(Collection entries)

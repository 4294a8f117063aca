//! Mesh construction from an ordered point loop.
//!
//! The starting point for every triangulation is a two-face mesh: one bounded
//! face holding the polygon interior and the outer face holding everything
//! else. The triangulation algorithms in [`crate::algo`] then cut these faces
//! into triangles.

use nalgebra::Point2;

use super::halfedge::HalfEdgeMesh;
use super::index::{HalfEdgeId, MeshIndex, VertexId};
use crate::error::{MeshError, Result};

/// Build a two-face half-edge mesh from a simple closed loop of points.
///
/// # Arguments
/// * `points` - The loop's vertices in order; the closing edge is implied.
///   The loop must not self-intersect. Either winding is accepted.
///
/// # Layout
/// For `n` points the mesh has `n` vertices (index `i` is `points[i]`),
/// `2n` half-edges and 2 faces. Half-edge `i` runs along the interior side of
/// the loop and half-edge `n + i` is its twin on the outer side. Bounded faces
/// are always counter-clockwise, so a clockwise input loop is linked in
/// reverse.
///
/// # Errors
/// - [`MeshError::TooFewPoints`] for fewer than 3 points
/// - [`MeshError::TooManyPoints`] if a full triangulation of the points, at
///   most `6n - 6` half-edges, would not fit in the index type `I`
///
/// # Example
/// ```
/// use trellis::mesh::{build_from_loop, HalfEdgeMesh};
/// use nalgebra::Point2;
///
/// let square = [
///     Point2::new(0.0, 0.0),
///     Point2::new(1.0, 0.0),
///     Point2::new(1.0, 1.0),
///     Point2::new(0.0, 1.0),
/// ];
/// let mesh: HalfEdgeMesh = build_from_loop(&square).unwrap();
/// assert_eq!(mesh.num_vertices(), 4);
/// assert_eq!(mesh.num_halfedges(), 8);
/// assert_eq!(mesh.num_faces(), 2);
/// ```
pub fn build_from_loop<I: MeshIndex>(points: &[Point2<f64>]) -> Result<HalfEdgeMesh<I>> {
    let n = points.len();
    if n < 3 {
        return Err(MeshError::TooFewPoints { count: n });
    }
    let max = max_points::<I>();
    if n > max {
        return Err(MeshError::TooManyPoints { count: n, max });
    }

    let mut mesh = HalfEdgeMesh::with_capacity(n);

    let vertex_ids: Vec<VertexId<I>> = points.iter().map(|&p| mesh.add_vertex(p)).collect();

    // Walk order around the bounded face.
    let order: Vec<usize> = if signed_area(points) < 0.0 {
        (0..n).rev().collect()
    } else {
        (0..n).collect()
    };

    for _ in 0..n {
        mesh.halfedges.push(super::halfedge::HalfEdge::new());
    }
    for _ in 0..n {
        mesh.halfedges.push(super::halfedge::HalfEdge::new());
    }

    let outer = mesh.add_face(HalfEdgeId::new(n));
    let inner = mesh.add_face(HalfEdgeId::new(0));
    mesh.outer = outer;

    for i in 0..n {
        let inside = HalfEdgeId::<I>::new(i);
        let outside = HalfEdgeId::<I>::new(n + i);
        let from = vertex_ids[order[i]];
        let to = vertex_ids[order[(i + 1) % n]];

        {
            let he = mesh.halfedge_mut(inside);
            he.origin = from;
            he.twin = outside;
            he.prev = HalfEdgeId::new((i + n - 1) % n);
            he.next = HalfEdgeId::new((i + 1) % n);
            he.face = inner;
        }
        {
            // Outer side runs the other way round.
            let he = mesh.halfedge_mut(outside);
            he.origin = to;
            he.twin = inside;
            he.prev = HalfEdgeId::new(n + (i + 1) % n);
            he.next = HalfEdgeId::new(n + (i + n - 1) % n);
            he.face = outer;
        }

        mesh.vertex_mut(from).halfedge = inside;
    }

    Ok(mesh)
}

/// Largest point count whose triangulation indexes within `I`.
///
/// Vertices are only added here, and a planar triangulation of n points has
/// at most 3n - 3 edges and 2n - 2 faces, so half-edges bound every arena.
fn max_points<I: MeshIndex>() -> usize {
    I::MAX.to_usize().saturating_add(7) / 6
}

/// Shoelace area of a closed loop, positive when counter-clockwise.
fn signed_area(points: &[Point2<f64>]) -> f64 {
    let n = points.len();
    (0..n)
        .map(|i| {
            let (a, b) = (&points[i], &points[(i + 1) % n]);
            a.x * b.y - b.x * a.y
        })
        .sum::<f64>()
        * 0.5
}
--
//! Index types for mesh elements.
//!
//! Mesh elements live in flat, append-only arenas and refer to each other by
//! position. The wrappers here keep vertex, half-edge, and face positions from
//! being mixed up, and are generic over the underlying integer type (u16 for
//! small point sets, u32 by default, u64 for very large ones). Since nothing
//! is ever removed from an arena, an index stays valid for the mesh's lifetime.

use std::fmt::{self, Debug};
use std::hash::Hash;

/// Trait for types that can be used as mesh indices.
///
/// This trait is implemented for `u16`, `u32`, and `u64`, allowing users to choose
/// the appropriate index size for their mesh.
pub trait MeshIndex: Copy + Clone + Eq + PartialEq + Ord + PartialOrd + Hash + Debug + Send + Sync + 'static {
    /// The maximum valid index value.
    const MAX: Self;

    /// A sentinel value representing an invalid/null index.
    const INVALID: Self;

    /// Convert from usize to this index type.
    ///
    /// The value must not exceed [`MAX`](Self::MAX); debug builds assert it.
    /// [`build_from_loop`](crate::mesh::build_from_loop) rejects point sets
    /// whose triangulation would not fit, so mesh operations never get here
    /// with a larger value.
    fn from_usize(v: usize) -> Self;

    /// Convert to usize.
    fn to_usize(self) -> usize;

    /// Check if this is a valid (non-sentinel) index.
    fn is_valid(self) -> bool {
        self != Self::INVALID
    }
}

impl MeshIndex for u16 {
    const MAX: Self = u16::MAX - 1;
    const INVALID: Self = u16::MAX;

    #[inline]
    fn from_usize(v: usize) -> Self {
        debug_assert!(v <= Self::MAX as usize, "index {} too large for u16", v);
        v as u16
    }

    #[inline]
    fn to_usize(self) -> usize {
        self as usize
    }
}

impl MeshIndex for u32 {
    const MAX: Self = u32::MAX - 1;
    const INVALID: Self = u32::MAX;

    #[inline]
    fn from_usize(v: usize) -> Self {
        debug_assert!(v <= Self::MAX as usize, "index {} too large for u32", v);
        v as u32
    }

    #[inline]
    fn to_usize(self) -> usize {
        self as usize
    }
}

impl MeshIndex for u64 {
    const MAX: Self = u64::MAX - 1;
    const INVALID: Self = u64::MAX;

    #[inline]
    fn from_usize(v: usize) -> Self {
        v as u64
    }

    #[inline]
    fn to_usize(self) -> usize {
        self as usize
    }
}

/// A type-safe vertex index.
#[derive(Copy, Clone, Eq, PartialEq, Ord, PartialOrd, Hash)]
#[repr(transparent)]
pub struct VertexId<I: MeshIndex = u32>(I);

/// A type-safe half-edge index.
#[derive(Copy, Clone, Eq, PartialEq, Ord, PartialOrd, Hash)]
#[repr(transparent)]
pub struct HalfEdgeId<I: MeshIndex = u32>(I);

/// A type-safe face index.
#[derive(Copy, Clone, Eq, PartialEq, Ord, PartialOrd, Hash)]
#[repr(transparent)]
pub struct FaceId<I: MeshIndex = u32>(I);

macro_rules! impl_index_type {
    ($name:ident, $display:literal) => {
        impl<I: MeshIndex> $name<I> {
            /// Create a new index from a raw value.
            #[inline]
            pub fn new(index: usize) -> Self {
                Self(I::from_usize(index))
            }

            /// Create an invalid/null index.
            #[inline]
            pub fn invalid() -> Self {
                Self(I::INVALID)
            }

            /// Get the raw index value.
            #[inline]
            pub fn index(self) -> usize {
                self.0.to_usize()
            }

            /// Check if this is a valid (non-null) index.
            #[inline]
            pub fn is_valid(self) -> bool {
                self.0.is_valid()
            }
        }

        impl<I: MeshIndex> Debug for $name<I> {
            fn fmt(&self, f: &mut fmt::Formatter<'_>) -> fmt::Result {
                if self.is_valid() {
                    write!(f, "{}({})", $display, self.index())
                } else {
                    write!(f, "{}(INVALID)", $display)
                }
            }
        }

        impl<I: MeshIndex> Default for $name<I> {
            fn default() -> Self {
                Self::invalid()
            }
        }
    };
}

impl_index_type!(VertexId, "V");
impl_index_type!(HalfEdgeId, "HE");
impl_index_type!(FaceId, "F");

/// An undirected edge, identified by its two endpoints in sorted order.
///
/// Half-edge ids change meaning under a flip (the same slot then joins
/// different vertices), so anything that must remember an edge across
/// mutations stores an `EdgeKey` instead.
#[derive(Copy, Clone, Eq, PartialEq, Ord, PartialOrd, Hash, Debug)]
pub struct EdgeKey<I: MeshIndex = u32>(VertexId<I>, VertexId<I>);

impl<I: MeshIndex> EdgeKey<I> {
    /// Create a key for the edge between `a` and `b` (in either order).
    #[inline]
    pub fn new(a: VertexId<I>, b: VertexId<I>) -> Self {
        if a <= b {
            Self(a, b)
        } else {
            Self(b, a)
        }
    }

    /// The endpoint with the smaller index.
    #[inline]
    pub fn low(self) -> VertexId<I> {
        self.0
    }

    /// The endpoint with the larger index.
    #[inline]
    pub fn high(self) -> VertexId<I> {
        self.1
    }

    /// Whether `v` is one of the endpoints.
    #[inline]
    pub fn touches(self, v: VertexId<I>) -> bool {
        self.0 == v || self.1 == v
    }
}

**What the task requires**:
Of the entries listed above, reproduce only the lines starting at the line containing "for their mesh." and ending at the line containing "const MAX: Self;". Include both, exactly as they stand.

**Answer to this exercise**:
/// the appropriate index size for their mesh.
pub trait MeshIndex: Copy + Clone + Eq + PartialEq + Ord + PartialOrd + Hash + Debug + Send + Sync + 'static {
    /// The maximum valid index value.
    const MAX: Self;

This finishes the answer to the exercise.